⟨

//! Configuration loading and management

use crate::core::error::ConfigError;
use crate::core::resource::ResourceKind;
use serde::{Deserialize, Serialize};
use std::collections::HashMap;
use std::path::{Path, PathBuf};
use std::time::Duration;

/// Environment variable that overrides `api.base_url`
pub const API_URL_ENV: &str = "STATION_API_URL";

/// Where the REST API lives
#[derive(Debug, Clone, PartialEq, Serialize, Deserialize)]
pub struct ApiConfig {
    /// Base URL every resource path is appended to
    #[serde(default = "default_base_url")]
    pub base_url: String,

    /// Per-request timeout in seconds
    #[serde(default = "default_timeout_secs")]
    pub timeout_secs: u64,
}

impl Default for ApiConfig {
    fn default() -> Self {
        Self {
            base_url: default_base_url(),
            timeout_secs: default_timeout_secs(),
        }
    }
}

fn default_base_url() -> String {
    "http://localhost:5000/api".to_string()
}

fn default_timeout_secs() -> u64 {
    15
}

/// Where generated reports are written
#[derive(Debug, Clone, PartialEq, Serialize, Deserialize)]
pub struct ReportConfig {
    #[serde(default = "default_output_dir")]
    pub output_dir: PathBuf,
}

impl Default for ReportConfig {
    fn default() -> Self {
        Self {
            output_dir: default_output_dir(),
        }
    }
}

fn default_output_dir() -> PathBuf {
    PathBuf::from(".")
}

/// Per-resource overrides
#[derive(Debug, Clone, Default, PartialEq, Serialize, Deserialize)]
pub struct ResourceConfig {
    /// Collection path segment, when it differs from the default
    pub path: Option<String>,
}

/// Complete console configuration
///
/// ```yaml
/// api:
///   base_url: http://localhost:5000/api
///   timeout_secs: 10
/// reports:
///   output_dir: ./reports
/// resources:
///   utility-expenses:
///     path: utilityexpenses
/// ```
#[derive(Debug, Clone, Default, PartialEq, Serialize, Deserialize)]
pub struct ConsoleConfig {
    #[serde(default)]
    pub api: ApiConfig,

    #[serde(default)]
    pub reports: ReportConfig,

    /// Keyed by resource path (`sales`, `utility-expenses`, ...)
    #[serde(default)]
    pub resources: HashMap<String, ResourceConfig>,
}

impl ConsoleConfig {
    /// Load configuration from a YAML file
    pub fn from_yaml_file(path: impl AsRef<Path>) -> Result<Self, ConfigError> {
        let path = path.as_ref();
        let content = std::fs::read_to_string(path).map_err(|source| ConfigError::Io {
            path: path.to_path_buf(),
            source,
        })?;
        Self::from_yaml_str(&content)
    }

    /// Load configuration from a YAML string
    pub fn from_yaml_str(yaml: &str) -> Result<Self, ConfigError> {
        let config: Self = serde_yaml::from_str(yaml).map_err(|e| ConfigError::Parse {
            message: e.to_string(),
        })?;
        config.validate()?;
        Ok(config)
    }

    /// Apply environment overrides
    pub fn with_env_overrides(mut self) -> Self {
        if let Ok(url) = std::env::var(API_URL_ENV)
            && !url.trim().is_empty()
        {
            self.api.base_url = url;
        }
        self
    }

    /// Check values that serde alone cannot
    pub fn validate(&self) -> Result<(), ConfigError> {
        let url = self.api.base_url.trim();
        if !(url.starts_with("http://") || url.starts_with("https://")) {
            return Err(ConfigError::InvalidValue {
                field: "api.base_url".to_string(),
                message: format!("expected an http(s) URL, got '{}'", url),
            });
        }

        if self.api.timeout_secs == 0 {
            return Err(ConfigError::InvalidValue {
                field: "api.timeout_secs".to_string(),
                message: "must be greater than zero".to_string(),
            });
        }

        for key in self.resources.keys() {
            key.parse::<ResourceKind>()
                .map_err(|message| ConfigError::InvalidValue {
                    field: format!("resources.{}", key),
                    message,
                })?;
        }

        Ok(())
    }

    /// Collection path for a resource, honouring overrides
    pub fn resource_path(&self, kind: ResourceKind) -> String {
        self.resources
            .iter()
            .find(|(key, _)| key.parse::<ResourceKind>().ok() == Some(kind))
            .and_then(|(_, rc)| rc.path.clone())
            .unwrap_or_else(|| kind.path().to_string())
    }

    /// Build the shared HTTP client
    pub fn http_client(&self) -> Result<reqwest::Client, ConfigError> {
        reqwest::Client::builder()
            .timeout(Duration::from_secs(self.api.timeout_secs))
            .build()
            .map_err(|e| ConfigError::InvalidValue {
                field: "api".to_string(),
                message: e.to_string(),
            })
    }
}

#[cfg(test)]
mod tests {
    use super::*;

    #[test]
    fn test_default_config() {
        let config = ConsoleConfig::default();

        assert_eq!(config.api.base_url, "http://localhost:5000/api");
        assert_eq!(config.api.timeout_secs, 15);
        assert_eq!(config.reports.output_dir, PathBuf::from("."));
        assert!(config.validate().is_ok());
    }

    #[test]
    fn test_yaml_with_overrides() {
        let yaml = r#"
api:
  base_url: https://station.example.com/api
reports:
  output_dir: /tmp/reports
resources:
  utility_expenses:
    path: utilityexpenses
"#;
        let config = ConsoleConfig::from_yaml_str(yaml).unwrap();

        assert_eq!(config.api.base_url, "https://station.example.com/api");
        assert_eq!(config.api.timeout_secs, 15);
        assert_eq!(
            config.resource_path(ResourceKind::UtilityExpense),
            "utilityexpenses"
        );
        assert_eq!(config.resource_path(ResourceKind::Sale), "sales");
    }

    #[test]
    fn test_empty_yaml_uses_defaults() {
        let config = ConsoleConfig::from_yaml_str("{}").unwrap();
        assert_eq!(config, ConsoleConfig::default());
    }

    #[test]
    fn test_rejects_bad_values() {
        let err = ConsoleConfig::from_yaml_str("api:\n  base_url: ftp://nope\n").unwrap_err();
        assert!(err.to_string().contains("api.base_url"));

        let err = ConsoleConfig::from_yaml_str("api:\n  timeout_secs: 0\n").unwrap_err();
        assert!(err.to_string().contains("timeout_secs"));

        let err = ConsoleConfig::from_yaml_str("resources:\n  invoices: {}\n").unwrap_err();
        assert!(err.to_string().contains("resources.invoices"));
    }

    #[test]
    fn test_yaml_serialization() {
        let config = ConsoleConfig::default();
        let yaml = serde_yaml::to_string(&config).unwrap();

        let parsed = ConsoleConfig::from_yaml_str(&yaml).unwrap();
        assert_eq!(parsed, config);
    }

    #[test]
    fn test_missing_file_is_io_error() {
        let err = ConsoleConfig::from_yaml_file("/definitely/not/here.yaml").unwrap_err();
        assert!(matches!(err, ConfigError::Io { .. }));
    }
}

⟩

:: EXERCISE ::
Quote, word for word, every line from the top of the entries through the line that holds "timeout in seconds".

:: SOLVED EXERCISE ::
//! Configuration loading and management

use crate::core::error::ConfigError;
use crate::core::resource::ResourceKind;
use serde::{Deserialize, Serialize};
use std::collections::HashMap;
use std::path::{Path, PathBuf};
use std::time::Duration;

/// Environment variable that overrides `api.base_url`
pub const API_URL_ENV: &str = "STATION_API_URL";

/// Where the REST API lives
#[derive(Debug, Clone, PartialEq, Serialize, Deserialize)]
pub struct ApiConfig {
    /// Base URL every resource path is appended to
    #[serde(default = "default_base_url")]
    pub base_url: String,

    /// Per-request timeout in seconds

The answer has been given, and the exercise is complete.